Macro backdrop: “hawkish” Fed cut and UK housing worries keep markets cautious
London’s early trading tone was set by the US Federal Reserve, which delivered another 25‑basis‑point rate cut on Wednesday, taking the federal funds rate to a range of 3.5–3.75% , the sixth cut since late 2024. The decision was expected, but three dissenting votes and guidance that only one more cut is pencilled in for next year left markets reading the move as “hawkish”. [6]
Commentary from Hargreaves Lansdown noted that, while the Fed trimmed rates, it also signaled a long pause and announced around $40bn per month in Treasury purchases , a form of “QE‑light” that didn’t fully convince equity investors to stay risk‑on. [7]

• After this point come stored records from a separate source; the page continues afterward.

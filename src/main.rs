use std::path::{Path, PathBuf};
use std::sync::Arc;

use anyhow::Result;
use clap::{Parser, Subcommand};
use tracing_subscriber::{layer::SubscriberExt, util::SubscriberInitExt};

use scorebook::api::state::AppState;
use scorebook::api::build_router;
use scorebook::config::AppConfig;
use scorebook::seed;
use scorebook::store::Database;

#[derive(Parser)]
#[command(name = "scorebook")]
#[command(about = "Cricket tournament statistics API seeded from JSON fixtures")]
#[command(version)]
struct Cli {
    /// Path to configuration file
    #[arg(long, default_value = "./config.toml")]
    config: String,

    /// SQLite database path (overrides config)
    #[arg(long)]
    database: Option<String>,

    /// Log level (trace, debug, info, warn, error)
    #[arg(long, default_value = "info")]
    log_level: String,

    #[command(subcommand)]
    command: Commands,
}

#[derive(Subcommand)]
enum Commands {
    /// Seed the database from fixture files
    Seed {
        /// Directory containing the fixture JSON files
        #[arg(long)]
        data_dir: Option<String>,
    },

    /// Start the API server
    Serve {
        /// Bind address
        #[arg(long)]
        host: Option<String>,

        /// Port number
        #[arg(long)]
        port: Option<u16>,
    },
}

#[tokio::main]
async fn main() -> Result<()> {
    let cli = Cli::parse();

    // Initialize tracing
    let filter = tracing_subscriber::EnvFilter::try_from_default_env()
        .unwrap_or_else(|_| tracing_subscriber::EnvFilter::new(&cli.log_level));

    tracing_subscriber::registry()
        .with(filter)
        .with(tracing_subscriber::fmt::layer())
        .init();

    tracing::info!("Starting scorebook v{}", env!("CARGO_PKG_VERSION"));

    // Config file is optional; CLI flags override what it provides.
    let config = if Path::new(&cli.config).exists() {
        AppConfig::from_file(&PathBuf::from(&cli.config))?
    } else {
        AppConfig::default()
    };

    let database = cli
        .database
        .map(PathBuf::from)
        .unwrap_or_else(|| config.database.clone());
    let database = database.to_string_lossy().to_string();

    match cli.command {
        Commands::Seed { data_dir } => {
            let data_dir = data_dir
                .map(PathBuf::from)
                .unwrap_or_else(|| config.data_dir.clone());
            tracing::info!(
                "Seeding {} from fixtures in {}",
                database,
                data_dir.display()
            );

            let db = Database::open(&database)?;
            let report = seed::run(&db, &data_dir);

            println!("\n=== Seed Results ===");
            for (name, category) in [
                ("Teams", &report.teams),
                ("Players", &report.players),
                ("Matches", &report.matches),
                ("Innings", &report.innings),
                ("Standings", &report.standings),
            ] {
                println!(
                    "{:<10} seeded {:>5}, skipped {:>3}",
                    name, category.seeded, category.skipped
                );
            }
            let reasons: Vec<&String> = [
                &report.teams,
                &report.players,
                &report.matches,
                &report.innings,
                &report.standings,
            ]
            .into_iter()
            .flat_map(|c| c.reasons.iter())
            .collect();
            if !reasons.is_empty() {
                println!("\nSkipped records:");
                for reason in reasons {
                    println!("  - {reason}");
                }
            }
        }
        Commands::Serve { host, port } => {
            let host = host.unwrap_or_else(|| config.server.host.clone());
            let port = port.unwrap_or(config.server.port);

            let db = Database::open(&database)?;
            let state = AppState { db: Arc::new(db) };
            let app = build_router(state);

            let addr = format!("{}:{}", host, port);
            let listener = tokio::net::TcpListener::bind(&addr).await?;
            tracing::info!("API listening on http://{}", addr);
            axum::serve(listener, app).await?;
        }
    }

    Ok(())
}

On the domestic front, a fresh survey from the Royal Institution of Chartered Surveyors (RICS) showed new buyer inquiries in November at their weakest since late 2023 , with a net balance of –32% versus –24% in October. In London, the balance fell to –44%, with RICS pointing to the government’s recent budget and a future high‑value council tax surcharge as additional headwinds for high‑end property. [8]

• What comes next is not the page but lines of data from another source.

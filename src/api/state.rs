use std::sync::Arc;

use crate::store::Database;

#[derive(Clone)]
pub struct AppState {
    pub db: Arc<Database>,
}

Reuters’ morning “UK Stocks – Factors to Watch” note this highlighted soft housing backdrop alongside Associated British Foods’ ex‑dividend date and NCC Group’s full‑year results as key drivers for individual UK shares today. [9]
FTSE 100: Entain tops blue‑chip fallers after CFO departure
Entain (ENT): leadership changes under tax pressure
Entain was the worst performer in the FTSE 100, finishing almost 4% lower and topping the blue‑chip fallers’ table. [10]
The slide followed news that long‑serving chief financial officer and deputy CEO Rob Wood will step down next year after 13 years with the Ladbrokes owner. He will be replaced by Michael Snape , currently group CFO at Royal Mail parent International Distribution Services (IDS) , who led IDS’s recent de‑listing and sale to Czech billionaire Daniel Křetínský. [11]
Reuters noted that the change comes just weeks after Entain disclosed an estimated £200m tax hit following the UK government’s decision to raise taxes on online gaming and sports betting. Management reiterated that year‑to‑date trading is in line with market expectations for around £1.14bn in core profit for FY25 , but the combination of higher tax and top‑table turnover clearly unsettled investors. [12]
Sharecast’s London market report and Proactive’s FTSE 100 live blog both flagged Entain as one of the index’s biggest losers from the opening bell, underscoring that this was a news-driven move rather than a late-session wobble. [13]
Forward‑looking take:
Analysts will be watching early commentary from Snape and any updated medium‑term guidance closely in 2026. A credible plan to absorb higher gaming taxes while stabilizing online growth could gradually restore confidence, but the risk is that investors demand a clearer strategic reset before awarding Entain a premium valuation again.
Associated British Foods (ABF): ex‑dividend and a downgrade hit the shares
Associated British Foods , owner of Primark, ended down about 1.7% , making it the third-worst FTSE 100 performer. [14]
There were two key reasons:
- Ex‑dividend trading: ABF went ex‑dividend today for a final dividend of 42.3p per share , with payment due on 9 January 2026. [15]
- On ex‑div day, a share typically falls by roughly the amount of the dividend, all else equal. That mechanical move explains a significant part of today’s drop.
- Broker downgrade: Citigroup cuts its rating on ABF to “sell” and trimmed its price target to 1,830p from 1,840p, according to Alliance News’ broker wrap. [16]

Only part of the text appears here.